(DATA)

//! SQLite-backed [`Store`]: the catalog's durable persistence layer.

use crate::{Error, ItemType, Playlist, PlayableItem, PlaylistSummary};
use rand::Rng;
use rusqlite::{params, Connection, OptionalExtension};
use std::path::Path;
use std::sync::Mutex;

(End DATA)
(DATA)

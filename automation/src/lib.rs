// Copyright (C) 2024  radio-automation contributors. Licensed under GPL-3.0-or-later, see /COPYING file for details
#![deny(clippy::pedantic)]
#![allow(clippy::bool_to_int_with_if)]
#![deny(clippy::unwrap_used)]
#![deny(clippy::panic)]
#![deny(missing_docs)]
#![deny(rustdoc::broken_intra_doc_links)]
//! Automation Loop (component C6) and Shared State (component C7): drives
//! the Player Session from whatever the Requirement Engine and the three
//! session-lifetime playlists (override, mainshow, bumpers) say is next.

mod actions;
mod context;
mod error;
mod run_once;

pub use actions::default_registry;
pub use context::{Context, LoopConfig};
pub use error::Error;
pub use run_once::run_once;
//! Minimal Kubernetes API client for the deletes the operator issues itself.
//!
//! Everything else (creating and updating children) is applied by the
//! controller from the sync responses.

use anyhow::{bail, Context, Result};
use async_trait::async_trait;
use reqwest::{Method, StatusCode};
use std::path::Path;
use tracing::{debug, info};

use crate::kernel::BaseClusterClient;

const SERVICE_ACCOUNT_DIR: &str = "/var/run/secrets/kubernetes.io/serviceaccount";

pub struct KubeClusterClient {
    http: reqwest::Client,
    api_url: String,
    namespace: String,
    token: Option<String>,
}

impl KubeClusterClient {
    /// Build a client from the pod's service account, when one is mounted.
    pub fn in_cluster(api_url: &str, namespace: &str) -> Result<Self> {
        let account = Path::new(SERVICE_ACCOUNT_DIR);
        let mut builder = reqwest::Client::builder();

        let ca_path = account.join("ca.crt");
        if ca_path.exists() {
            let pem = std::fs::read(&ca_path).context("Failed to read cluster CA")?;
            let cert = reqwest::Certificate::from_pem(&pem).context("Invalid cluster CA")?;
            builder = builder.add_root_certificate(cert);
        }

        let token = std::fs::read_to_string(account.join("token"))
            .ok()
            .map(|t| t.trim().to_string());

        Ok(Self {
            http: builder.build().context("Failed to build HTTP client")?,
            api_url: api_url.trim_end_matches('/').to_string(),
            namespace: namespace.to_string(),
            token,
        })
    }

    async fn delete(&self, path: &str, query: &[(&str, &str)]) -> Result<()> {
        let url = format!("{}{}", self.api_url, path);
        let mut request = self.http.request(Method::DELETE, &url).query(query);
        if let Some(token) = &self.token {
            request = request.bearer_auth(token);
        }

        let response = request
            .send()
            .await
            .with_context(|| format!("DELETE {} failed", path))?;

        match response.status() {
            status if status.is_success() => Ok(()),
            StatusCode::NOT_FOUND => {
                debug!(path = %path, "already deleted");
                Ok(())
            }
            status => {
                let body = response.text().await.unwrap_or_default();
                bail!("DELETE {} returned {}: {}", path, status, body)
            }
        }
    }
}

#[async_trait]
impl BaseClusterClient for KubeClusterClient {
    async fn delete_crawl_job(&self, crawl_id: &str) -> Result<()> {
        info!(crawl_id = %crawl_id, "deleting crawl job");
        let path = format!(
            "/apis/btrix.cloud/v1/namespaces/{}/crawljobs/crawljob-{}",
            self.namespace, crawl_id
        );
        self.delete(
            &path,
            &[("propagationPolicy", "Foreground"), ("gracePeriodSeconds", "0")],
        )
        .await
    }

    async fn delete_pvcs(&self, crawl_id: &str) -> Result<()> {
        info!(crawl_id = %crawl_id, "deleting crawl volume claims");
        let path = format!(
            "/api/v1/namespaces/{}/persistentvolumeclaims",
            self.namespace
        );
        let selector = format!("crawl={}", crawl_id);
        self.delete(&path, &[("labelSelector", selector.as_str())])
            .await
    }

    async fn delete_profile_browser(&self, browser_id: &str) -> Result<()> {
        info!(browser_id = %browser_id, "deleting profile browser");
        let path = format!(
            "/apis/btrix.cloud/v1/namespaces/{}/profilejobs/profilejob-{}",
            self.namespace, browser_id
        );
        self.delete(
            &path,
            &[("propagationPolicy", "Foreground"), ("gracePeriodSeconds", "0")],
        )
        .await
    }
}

(End DATA)
(DATA)

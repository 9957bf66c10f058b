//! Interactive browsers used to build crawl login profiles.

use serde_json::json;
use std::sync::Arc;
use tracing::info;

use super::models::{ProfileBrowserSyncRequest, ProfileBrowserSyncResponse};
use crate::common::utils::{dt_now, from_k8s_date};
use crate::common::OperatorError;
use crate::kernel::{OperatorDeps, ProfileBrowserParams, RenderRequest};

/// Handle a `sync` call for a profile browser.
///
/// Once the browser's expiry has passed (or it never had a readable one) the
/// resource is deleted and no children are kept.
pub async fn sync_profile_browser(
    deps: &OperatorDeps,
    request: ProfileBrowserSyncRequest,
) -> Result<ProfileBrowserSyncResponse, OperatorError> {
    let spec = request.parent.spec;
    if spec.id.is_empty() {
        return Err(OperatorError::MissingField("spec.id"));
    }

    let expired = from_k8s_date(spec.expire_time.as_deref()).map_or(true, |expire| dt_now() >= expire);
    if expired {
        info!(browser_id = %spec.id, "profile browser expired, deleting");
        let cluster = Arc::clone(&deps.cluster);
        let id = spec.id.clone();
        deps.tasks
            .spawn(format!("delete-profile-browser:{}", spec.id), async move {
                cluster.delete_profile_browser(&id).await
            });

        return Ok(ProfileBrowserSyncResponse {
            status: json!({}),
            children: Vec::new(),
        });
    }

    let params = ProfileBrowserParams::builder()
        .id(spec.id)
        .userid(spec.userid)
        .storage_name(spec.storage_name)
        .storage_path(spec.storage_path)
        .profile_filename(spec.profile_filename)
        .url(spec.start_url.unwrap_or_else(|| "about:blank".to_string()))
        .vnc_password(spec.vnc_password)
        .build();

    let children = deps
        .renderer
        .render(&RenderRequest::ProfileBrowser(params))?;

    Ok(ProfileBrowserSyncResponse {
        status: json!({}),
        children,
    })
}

(End DATA)

How many of the lines above include the word "bail"? Give that number without comment.

OUTPUT BELOW: 2